SUPPLIED RECORDS section start

//! Direct HTTP page fetcher.
//!
//! Retrieves the auction page with a plain GET. The CBE site rejects
//! unidentified clients, so a realistic desktop browser User-Agent is
//! mandatory.

use async_trait::async_trait;
use reqwest::Client;
use std::time::Duration;
use tracing::{debug, info};

use super::PageFetcher;
use crate::types::FetchError;

const STRATEGY_NAME: &str = "http";

/// User-Agent presented to the upstream site. Unidentified clients get
/// rejected, so this mirrors a common desktop Chrome.
const USER_AGENT: &str = "Mozilla/5.0 (Windows NT 10.0; Win64; x64) \
     AppleWebKit/537.36 (KHTML, like Gecko) Chrome/91.0.4472.124 Safari/537.36";

pub struct HttpFetcher {
    http: Client,
    url: String,
}

impl HttpFetcher {
    /// Build a fetcher for the given page URL with a bounded timeout.
    pub fn new(url: impl Into<String>, timeout: Duration) -> Result<Self, FetchError> {
        let http = Client::builder()
            .timeout(timeout)
            .user_agent(USER_AGENT)
            .build()
            .map_err(|e| FetchError::Transport(format!("Failed to build HTTP client: {e}")))?;
        Ok(Self {
            http,
            url: url.into(),
        })
    }
}

#[async_trait]
impl PageFetcher for HttpFetcher {
    async fn fetch_page(&self) -> Result<String, FetchError> {
        info!(url = %self.url, "Fetching auction page over HTTP");

        let resp = self
            .http
            .get(&self.url)
            .send()
            .await
            .map_err(|e| FetchError::Transport(format!("Request to CBE failed: {e}")))?;

        let status = resp.status();
        if !status.is_success() {
            return Err(FetchError::Transport(format!(
                "CBE returned HTTP {status} for {}",
                self.url
            )));
        }

        let body = resp
            .text()
            .await
            .map_err(|e| FetchError::Transport(format!("Failed to read CBE response body: {e}")))?;

        debug!(bytes = body.len(), "Auction page retrieved");
        Ok(body)
    }

    fn name(&self) -> &str {
        STRATEGY_NAME
    }
}

// ---------------------------------------------------------------------------
// Tests
// ---------------------------------------------------------------------------

#[cfg(test)]
mod tests {
    use super::*;

    #[test]
    fn test_fetcher_construction() {
        let f = HttpFetcher::new(
            "https://www.cbe.org.eg/ar/auctions/egp-t-bills",
            Duration::from_secs(20),
        )
        .unwrap();
        assert_eq!(f.name(), "http");
    }

    #[tokio::test]
    async fn test_unreachable_host_is_transport_error() {
        // Reserved TLD, guaranteed not to resolve.
        let f = HttpFetcher::new("http://cbe.invalid/auctions", Duration::from_secs(2)).unwrap();
        let err = f.fetch_page().await.unwrap_err();
        assert!(matches!(err, FetchError::Transport(_)));
    }
}
//! Normalization: raw cell strings → typed `YieldQuote`s.
//!
//! This is the single validation boundary of the pipeline. Rows are
//! handled independently — one unparsable cell drops that row only,
//! never the whole snapshot. Losing every row is NO_DATA_FOUND.

use chrono::NaiveDate;
use tracing::{debug, warn};

use crate::types::{FetchError, YieldCurveSnapshot};

/// Coerce extracted tenor/yield string pairs into a snapshot stamped
/// with `auction_date`.
///
/// Caller guarantees `tenors.len() == yields.len()` (the row extractor
/// already classified a mismatch as STRUCTURE_CHANGED).
pub fn normalize(
    tenors: &[String],
    yields: &[String],
    auction_date: NaiveDate,
) -> Result<YieldCurveSnapshot, FetchError> {
    debug_assert_eq!(tenors.len(), yields.len());

    let mut pairs: Vec<(u32, f64)> = Vec::with_capacity(tenors.len());
    for (tenor_raw, yield_raw) in tenors.iter().zip(yields) {
        let Some(tenor_days) = leading_digits(tenor_raw) else {
            debug!(cell = %tenor_raw, "Dropping row: tenor label has no digits");
            continue;
        };
        let Some(yield_percent) = parse_yield(yield_raw) else {
            debug!(tenor = tenor_days, cell = %yield_raw, "Dropping row: unparsable yield");
            continue;
        };
        pairs.push((tenor_days, yield_percent));
    }

    if pairs.is_empty() {
        return Err(FetchError::NoData(
            "no valid rows remained after normalization".to_string(),
        ));
    }

    swap_documented_anomaly(&mut pairs);

    Ok(YieldCurveSnapshot::from_pairs(auction_date, pairs))
}

/// The CBE page has a documented column-to-tenor mapping defect that
/// crosses the 182-day and 364-day yields. The correction is applied
/// unconditionally whenever both tenors are present — exact tenor match
/// only, never generalized to other pairs (the upstream root cause is
/// unknown and may change without notice).
fn swap_documented_anomaly(pairs: &mut [(u32, f64)]) {
    let pos_182 = pairs.iter().position(|(t, _)| *t == 182);
    let pos_364 = pairs.iter().position(|(t, _)| *t == 364);
    if let (Some(a), Some(b)) = (pos_182, pos_364) {
        warn!("Applying 182/364 yield swap correction");
        let tmp = pairs[a].1;
        pairs[a].1 = pairs[b].1;
        pairs[b].1 = tmp;
    }
}

/// Extract the leading run of digits from a tenor label, discarding
/// units and suffixes ("91 يوم" → 91). Zero is not a tenor.
fn leading_digits(s: &str) -> Option<u32> {
    let digits: String = s
        .chars()
        .skip_while(|c| !c.is_ascii_digit())
        .take_while(|c| c.is_ascii_digit())
        .collect();
    digits.parse().ok().filter(|&t| t > 0)
}

/// Parse a yield cell as a positive decimal percentage. Tolerates a
/// trailing percent sign and surrounding whitespace.
fn parse_yield(s: &str) -> Option<f64> {
    s.trim()
        .trim_end_matches('%')
        .trim()
        .parse::<f64>()
        .ok()
        .filter(|y| y.is_finite() && *y > 0.0)
}

// ---------------------------------------------------------------------------
// Tests
// ---------------------------------------------------------------------------
//! Fetch orchestration.
//!
//! Sequences fetch → locate → extract → normalize → persist, converts
//! every failure into a `FetchOutcome` at this boundary, and applies a
//! time-bounded result cache so that button-mashing the refresh control
//! cannot hammer the CBE site (browser-automation fetches are expensive
//! on top of being impolite).

use chrono::Utc;
use std::sync::atomic::{AtomicBool, Ordering};
use std::time::{Duration, Instant};
use tokio::sync::Mutex;
use tracing::{error, info, warn};

use crate::extract;
use crate::fetch::PageFetcher;
use crate::store::Repository;
use crate::types::{FetchError, FetchOutcome, YieldCurveSnapshot};

/// Default outcome validity window (mirrors the refresh cadence the
/// upstream site can reasonably absorb).
pub const DEFAULT_CACHE_TTL: Duration = Duration::from_secs(3600);

#[derive(Debug, Clone, Copy, PartialEq, Eq)]
pub enum EnginePhase {
    Idle,
    Fetching,
}

struct CachedOutcome {
    outcome: FetchOutcome,
    at: Instant,
}

/// Orchestrates the acquisition pipeline.
///
/// One refresh runs to completion before another may start: the cache
/// mutex is held across the whole pipeline, so concurrent triggers
/// queue up and then resolve from the fresh cache entry instead of
/// opening overlapping sessions against the same upstream target.
pub struct FetchOrchestrator {
    fetcher: Box<dyn PageFetcher>,
    repo: Repository,
    cache_ttl: Duration,
    cache: Mutex<Option<CachedOutcome>>,
    fetching: AtomicBool,
}

impl FetchOrchestrator {
    pub fn new(fetcher: Box<dyn PageFetcher>, repo: Repository, cache_ttl: Duration) -> Self {
        Self {
            fetcher,
            repo,
            cache_ttl,
            cache: Mutex::new(None),
            fetching: AtomicBool::new(false),
        }
    }

    /// Whether a fetch is currently in flight (for the status surface).
    pub fn phase(&self) -> EnginePhase {
        if self.fetching.load(Ordering::Relaxed) {
            EnginePhase::Fetching
        } else {
            EnginePhase::Idle
        }
    }

    /// Run one user-triggered refresh.
    ///
    /// Within the validity window the previous outcome is returned
    /// without contacting the upstream source, success or failure
    /// alike; a failing upstream is exactly the one not to hammer.
    /// Never returns an error: every fault is classified into the
    /// outcome taxonomy here.
    pub async fn refresh(&self) -> FetchOutcome {
        let mut cache = self.cache.lock().await;

        if let Some(cached) = cache.as_ref() {
            if cached.at.elapsed() < self.cache_ttl {
                info!(
                    status = %cached.outcome.status,
                    age_secs = cached.at.elapsed().as_secs(),
                    "Serving cached fetch outcome"
                );
                return cached.outcome.clone();
            }
        }

        self.fetching.store(true, Ordering::Relaxed);
        let outcome = match self.run_pipeline().await {
            Ok(snapshot) => {
                info!(snapshot = %snapshot, "Refresh succeeded");
                FetchOutcome::success(snapshot)
            }
            Err(e) => {
                // The previously persisted snapshot stays untouched;
                // stale-but-valid beats nothing.
                match &e {
                    FetchError::NoData(reason) => info!(%reason, "Refresh found no new data"),
                    FetchError::StructureChanged(reason) => {
                        warn!(%reason, "Upstream page layout drifted, extraction needs maintenance")
                    }
                    FetchError::Transport(reason) => warn!(%reason, "Refresh transport failure"),
                    FetchError::Unexpected(reason) => error!(%reason, "Refresh failed unexpectedly"),
                }
                FetchOutcome::from(e)
            }
        };
        self.fetching.store(false, Ordering::Relaxed);

        *cache = Some(CachedOutcome {
            outcome: outcome.clone(),
            at: Instant::now(),
        });
        outcome
    }

    /// The actual pipeline. Snapshot is persisted before this returns,
    /// so SUCCESS always means "durably stored".
    async fn run_pipeline(&self) -> Result<YieldCurveSnapshot, FetchError> {
        info!(strategy = self.fetcher.name(), "Contacting CBE for fresh auction data");

        let html = self.fetcher.fetch_page().await?;
        let snapshot = extract::extract_snapshot(&html, Utc::now().date_naive())?;
        self.repo.upsert(&snapshot).await?;
        Ok(snapshot)
    }

    /// The latest persisted snapshot (fallback if the store is empty).
    pub async fn latest(&self) -> Result<YieldCurveSnapshot, FetchError> {
        self.repo.read_latest().await
    }
}

// ---------------------------------------------------------------------------
// Tests
// ---------------------------------------------------------------------------

#[cfg(test)]
mod tests {
    use super::*;
    use crate::fetch::MockPageFetcher;
    use crate::types::FetchStatus;

    const GOOD_PAGE: &str = r#"
        <html><body><h2>النتائج</h2>
        <table>
          <tr><th>البيان</th><th>91 يوم</th><th>182 يوم</th><th>273 يوم</th><th>364 يوم</th></tr>
          <tr><td>متوسط العائد المرجح المقبول (%)</td><td>26.9</td><td>27.1</td><td>26.5</td><td>25.0</td></tr>
        </table></body></html>
    "#;

    fn mock_fetcher() -> MockPageFetcher {
        let mut m = MockPageFetcher::new();
        m.expect_name().return_const("mock".to_string());
        m
    }

    async fn orchestrator(fetcher: MockPageFetcher, ttl: Duration) -> FetchOrchestrator {
        let repo = Repository::in_memory().await.unwrap();
        FetchOrchestrator::new(Box::new(fetcher), repo, ttl)
    }

    #[tokio::test]
    async fn test_success_persists_and_returns_snapshot() {
        let mut fetcher = mock_fetcher();
        fetcher
            .expect_fetch_page()
            .times(1)
            .returning(|| Ok(GOOD_PAGE.to_string()));
        let orch = orchestrator(fetcher, DEFAULT_CACHE_TTL).await;

        let outcome = orch.refresh().await;
        assert_eq!(outcome.status, FetchStatus::Success);
        let snap = outcome.snapshot.unwrap();
        assert_eq!(snap.tenors(), vec![91, 182, 273, 364]);
        // 182/364 correction applied before persisting.
        assert_eq!(snap.yield_for(182), Some(25.0));
        assert_eq!(snap.yield_for(364), Some(27.1));

        // The same snapshot is durably stored.
        let stored = orch.latest().await.unwrap();
        assert_eq!(stored, snap);
    }

    #[tokio::test]
    async fn test_repeated_refresh_within_ttl_fetches_once() {
        let mut fetcher = mock_fetcher();
        fetcher
            .expect_fetch_page()
            .times(1) // mockall fails the test on a second call
            .returning(|| Ok(GOOD_PAGE.to_string()));
        let orch = orchestrator(fetcher, Duration::from_secs(3600)).await;

        let first = orch.refresh().await;
        let second = orch.refresh().await;
        let third = orch.refresh().await;
        assert_eq!(first.status, FetchStatus::Success);
        assert_eq!(second.status, FetchStatus::Success);
        assert_eq!(third.status, FetchStatus::Success);
    }

    #[tokio::test]
    async fn test_expired_ttl_fetches_again() {
        let mut fetcher = mock_fetcher();
        fetcher
            .expect_fetch_page()
            .times(2)
            .returning(|| Ok(GOOD_PAGE.to_string()));
        let orch = orchestrator(fetcher, Duration::ZERO).await;

        orch.refresh().await;
        orch.refresh().await;
    }

    #[tokio::test]
    async fn test_transport_failure_classified_and_cached() {
        let mut fetcher = mock_fetcher();
        fetcher
            .expect_fetch_page()
            .times(1)
            .returning(|| Err(FetchError::Transport("connection refused".into())));
        let orch = orchestrator(fetcher, Duration::from_secs(3600)).await;

        let outcome = orch.refresh().await;
        assert_eq!(outcome.status, FetchStatus::TransportError);
        assert!(outcome.snapshot.is_none());

        // Failure outcomes are cached too, no second upstream contact.
        let again = orch.refresh().await;
        assert_eq!(again.status, FetchStatus::TransportError);
    }

    #[tokio::test]
    async fn test_structure_drift_classified() {
        let mut fetcher = mock_fetcher();
        fetcher
            .expect_fetch_page()
            .returning(|| Ok("<html><body><p>redesigned page</p></body></html>".to_string()));
        let orch = orchestrator(fetcher, Duration::ZERO).await;

        let outcome = orch.refresh().await;
        assert_eq!(outcome.status, FetchStatus::StructureChanged);
    }

    #[tokio::test]
    async fn test_no_data_classified() {
        // Anchor and table present, but no yield row published yet.
        let page = r#"<html><body><h2>النتائج</h2>
            <table><tr><th>البيان</th><th>91 يوم</th></tr>
            <tr><td>إجمالي العطاءات</td><td>500</td></tr></table></body></html>"#;
        let mut fetcher = mock_fetcher();
        fetcher.expect_fetch_page().returning(move || Ok(page.to_string()));
        let orch = orchestrator(fetcher, Duration::ZERO).await;

        let outcome = orch.refresh().await;
        assert_eq!(outcome.status, FetchStatus::NoDataFound);
    }

    #[tokio::test]
    async fn test_failure_leaves_previous_snapshot_untouched() {
        let mut fetcher = mock_fetcher();
        let mut calls = 0;
        fetcher.expect_fetch_page().returning(move || {
            calls += 1;
            if calls == 1 {
                Ok(GOOD_PAGE.to_string())
            } else {
                Err(FetchError::Transport("CBE unreachable".into()))
            }
        });
        let orch = orchestrator(fetcher, Duration::ZERO).await;

        let first = orch.refresh().await;
        assert!(first.is_success());
        let stored_before = orch.latest().await.unwrap();

        let second = orch.refresh().await;
        assert_eq!(second.status, FetchStatus::TransportError);
        let stored_after = orch.latest().await.unwrap();
        assert_eq!(stored_before, stored_after);
    }

    #[tokio::test]
    async fn test_phase_is_idle_between_refreshes() {
        let mut fetcher = mock_fetcher();
        fetcher
            .expect_fetch_page()
            .returning(|| Ok(GOOD_PAGE.to_string()));
        let orch = orchestrator(fetcher, DEFAULT_CACHE_TTL).await;

        assert_eq!(orch.phase(), EnginePhase::Idle);
        orch.refresh().await;
        assert_eq!(orch.phase(), EnginePhase::Idle);
    }
}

SUPPLIED RECORDS section end

Find all the lines containing "hammer" in the material, then copy them.

//! cannot hammer the CBE site (browser-automation fetches are expensive
    /// alike; a failing upstream is exactly the one not to hammer.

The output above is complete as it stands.